:: Records for this exercise
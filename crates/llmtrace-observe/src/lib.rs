//! Process-level observability setup for llmtrace.

pub mod tracing_setup;

pub use tracing_setup::{TracingOptions, init_tracing, shutdown_tracing};
//! Error classification for tracked provider failures.
//!
//! Maps a free-form error message to one coarse [`ErrorType`]. Keyword
//! groups are checked in a fixed order and the first match wins, so the
//! order of [`RULES`] is part of the behavior: network is checked before
//! timeout ("dial tcp: connection timeout" is a network error), and a
//! timeout message mentioning 504 is a server error.

use llmtrace_types::record::ErrorType;

/// Ordered keyword groups. First group with any matching keyword wins.
const RULES: &[(ErrorType, &[&str])] = &[
    (ErrorType::RateLimit, &["rate limit", "too many requests", "429"]),
    (
        ErrorType::Authentication,
        &["unauthorized", "authentication", "api key", "401", "403", "forbidden"],
    ),
    (
        ErrorType::Network,
        &["connection", "network", "dial tcp", "dns", "no such host"],
    ),
    (
        ErrorType::Timeout,
        &["timeout", "deadline exceeded", "context canceled"],
    ),
    (
        ErrorType::InvalidRequest,
        &["invalid", "bad request", "400", "malformed"],
    ),
    (
        ErrorType::ServerError,
        &["500", "502", "503", "504", "server error", "internal error"],
    ),
];

/// Classify an optional error message. `None` means the call succeeded.
pub fn classify(message: Option<&str>) -> ErrorType {
    match message {
        None => ErrorType::None,
        Some(message) => classify_message(message),
    }
}

/// Classify an error message.
pub fn classify_message(message: &str) -> ErrorType {
    let lowered = message.to_lowercase();

    for (error_type, keywords) in RULES {
        if !keywords.iter().any(|k| lowered.contains(k)) {
            continue;
        }
        // "504 Gateway Timeout" is a server-side fault.
        if *error_type == ErrorType::Timeout && lowered.contains("504") {
            return ErrorType::ServerError;
        }
        return *error_type;
    }

    ErrorType::Unknown
}
//! Tracking pipeline and storage trait definitions for llmtrace.
//!
//! This crate defines the storage "port" (`RequestRepository`) that the
//! infrastructure layer implements. It depends only on `llmtrace-types` --
//! never on `llmtrace-infra` or any database/IO crate.

pub mod breaker;
pub mod classify;
pub mod context;
pub mod logger;
pub mod repository;
pub mod tracker;

pub use breaker::{CircuitBreaker, CircuitError, CircuitState};
pub use context::TraceContext;
pub use logger::{LogField, NoopLogger, TracingLogger, TrackingLogger};
pub use tracker::{Tracker, TrackerBuilder};
//! Tracker configuration types.
//!
//! `TrackerConfig` mirrors the `llmtrace.toml` file and the construction
//! options of the tracker: dispatch mode, storage circuit breaker, and
//! database location.

use std::time::Duration;

use serde::{Deserialize, Serialize};

/// Top-level tracker configuration. All fields have defaults.
#[derive(Debug, Clone, Default, PartialEq, Serialize, Deserialize)]
pub struct TrackerConfig {
    /// Persist records on a detached task instead of the caller's path.
    #[serde(default)]
    pub async_tracking: bool,

    /// Guard storage writes with a circuit breaker when present.
    #[serde(default)]
    pub circuit_breaker: Option<CircuitBreakerConfig>,

    /// SQLite URL for the persistent store. `None` means the default location.
    #[serde(default)]
    pub database_url: Option<String>,
}

/// Circuit breaker thresholds for the storage path.
#[derive(Debug, Clone, PartialEq, Eq, Serialize, Deserialize)]
pub struct CircuitBreakerConfig {
    /// Consecutive failures (while closed) that open the circuit.
    #[serde(default = "default_max_failures")]
    pub max_failures: u32,

    /// How long the circuit stays open before a trial call is allowed.
    #[serde(default = "default_reset_timeout_ms")]
    pub reset_timeout_ms: u64,

    /// Consecutive half-open successes needed to close the circuit again.
    #[serde(default = "default_success_threshold")]
    pub success_threshold: u32,
}

fn default_max_failures() -> u32 {
    5
}

fn default_reset_timeout_ms() -> u64 {
    30_000
}

fn default_success_threshold() -> u32 {
    2
}

impl CircuitBreakerConfig {
    pub fn new(max_failures: u32, reset_timeout: Duration) -> Self {
        Self {
            max_failures,
            reset_timeout_ms: reset_timeout.as_millis() as u64,
            success_threshold: default_success_threshold(),
        }
    }

    pub fn reset_timeout(&self) -> Duration {
        Duration::from_millis(self.reset_timeout_ms)
    }
}

impl Default for CircuitBreakerConfig {
    fn default() -> Self {
        Self {
            max_failures: default_max_failures(),
            reset_timeout_ms: default_reset_timeout_ms(),
            success_threshold: default_success_threshold(),
        }
    }
}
::::
Your objective:
All of the material needs to be reproduced exactly as it reads.

Answer space:
filename crates/llmtrace-observe/src/lib.rs
//! Process-level observability setup for llmtrace.

pub mod tracing_setup;

pub use tracing_setup::{TracingOptions, init_tracing, shutdown_tracing};
//! Error classification for tracked provider failures.
//!
//! Maps a free-form error message to one coarse [`ErrorType`]. Keyword
//! groups are checked in a fixed order and the first match wins, so the
//! order of [`RULES`] is part of the behavior: network is checked before
//! timeout ("dial tcp: connection timeout" is a network error), and a
//! timeout message mentioning 504 is a server error.

use llmtrace_types::record::ErrorType;

/// Ordered keyword groups. First group with any matching keyword wins.
const RULES: &[(ErrorType, &[&str])] = &[
    (ErrorType::RateLimit, &["rate limit", "too many requests", "429"]),
    (
        ErrorType::Authentication,
        &["unauthorized", "authentication", "api key", "401", "403", "forbidden"],
    ),
    (
        ErrorType::Network,
        &["connection", "network", "dial tcp", "dns", "no such host"],
    ),
    (
        ErrorType::Timeout,
        &["timeout", "deadline exceeded", "context canceled"],
    ),
    (
        ErrorType::InvalidRequest,
        &["invalid", "bad request", "400", "malformed"],
    ),
    (
        ErrorType::ServerError,
        &["500", "502", "503", "504", "server error", "internal error"],
    ),
];

/// Classify an optional error message. `None` means the call succeeded.
pub fn classify(message: Option<&str>) -> ErrorType {
    match message {
        None => ErrorType::None,
        Some(message) => classify_message(message),
    }
}

/// Classify an error message.
pub fn classify_message(message: &str) -> ErrorType {
    let lowered = message.to_lowercase();

    for (error_type, keywords) in RULES {
        if !keywords.iter().any(|k| lowered.contains(k)) {
            continue;
        }
        // "504 Gateway Timeout" is a server-side fault.
        if *error_type == ErrorType::Timeout && lowered.contains("504") {
            return ErrorType::ServerError;
        }
        return *error_type;
    }

    ErrorType::Unknown
}
//! Tracking pipeline and storage trait definitions for llmtrace.
//!
//! This crate defines the storage "port" (`RequestRepository`) that the
//! infrastructure layer implements. It depends only on `llmtrace-types` --
//! never on `llmtrace-infra` or any database/IO crate.

pub mod breaker;
pub mod classify;
pub mod context;
pub mod logger;
pub mod repository;
pub mod tracker;

pub use breaker::{CircuitBreaker, CircuitError, CircuitState};
pub use context::TraceContext;
pub use logger::{LogField, NoopLogger, TracingLogger, TrackingLogger};
pub use tracker::{Tracker, TrackerBuilder};
//! Tracker configuration types.
//!
//! `TrackerConfig` mirrors the `llmtrace.toml` file and the construction
//! options of the tracker: dispatch mode, storage circuit breaker, and
//! database location.

use std::time::Duration;

use serde::{Deserialize, Serialize};

/// Top-level tracker configuration. All fields have defaults.
#[derive(Debug, Clone, Default, PartialEq, Serialize, Deserialize)]
pub struct TrackerConfig {
    /// Persist records on a detached task instead of the caller's path.
    #[serde(default)]
    pub async_tracking: bool,

    /// Guard storage writes with a circuit breaker when present.
    #[serde(default)]
    pub circuit_breaker: Option<CircuitBreakerConfig>,

    /// SQLite URL for the persistent store. `None` means the default location.
    #[serde(default)]
    pub database_url: Option<String>,
}

/// Circuit breaker thresholds for the storage path.
#[derive(Debug, Clone, PartialEq, Eq, Serialize, Deserialize)]
pub struct CircuitBreakerConfig {
    /// Consecutive failures (while closed) that open the circuit.
    #[serde(default = "default_max_failures")]
    pub max_failures: u32,

    /// How long the circuit stays open before a trial call is allowed.
    #[serde(default = "default_reset_timeout_ms")]
    pub reset_timeout_ms: u64,

    /// Consecutive half-open successes needed to close the circuit again.
    #[serde(default = "default_success_threshold")]
    pub success_threshold: u32,
}

fn default_max_failures() -> u32 {
    5
}

fn default_reset_timeout_ms() -> u64 {
    30_000
}

fn default_success_threshold() -> u32 {
    2
}

impl CircuitBreakerConfig {
    pub fn new(max_failures: u32, reset_timeout: Duration) -> Self {
        Self {
            max_failures,
            reset_timeout_ms: reset_timeout.as_millis() as u64,
            success_threshold: default_success_threshold(),
        }
    }

    pub fn reset_timeout(&self) -> Duration {
        Duration::from_millis(self.reset_timeout_ms)
    }
}

impl Default for CircuitBreakerConfig {
    fn default() -> Self {
        Self {
            max_failures: default_max_failures(),
            reset_timeout_ms: default_reset_timeout_ms(),
            success_threshold: default_success_threshold(),
        }
    }
}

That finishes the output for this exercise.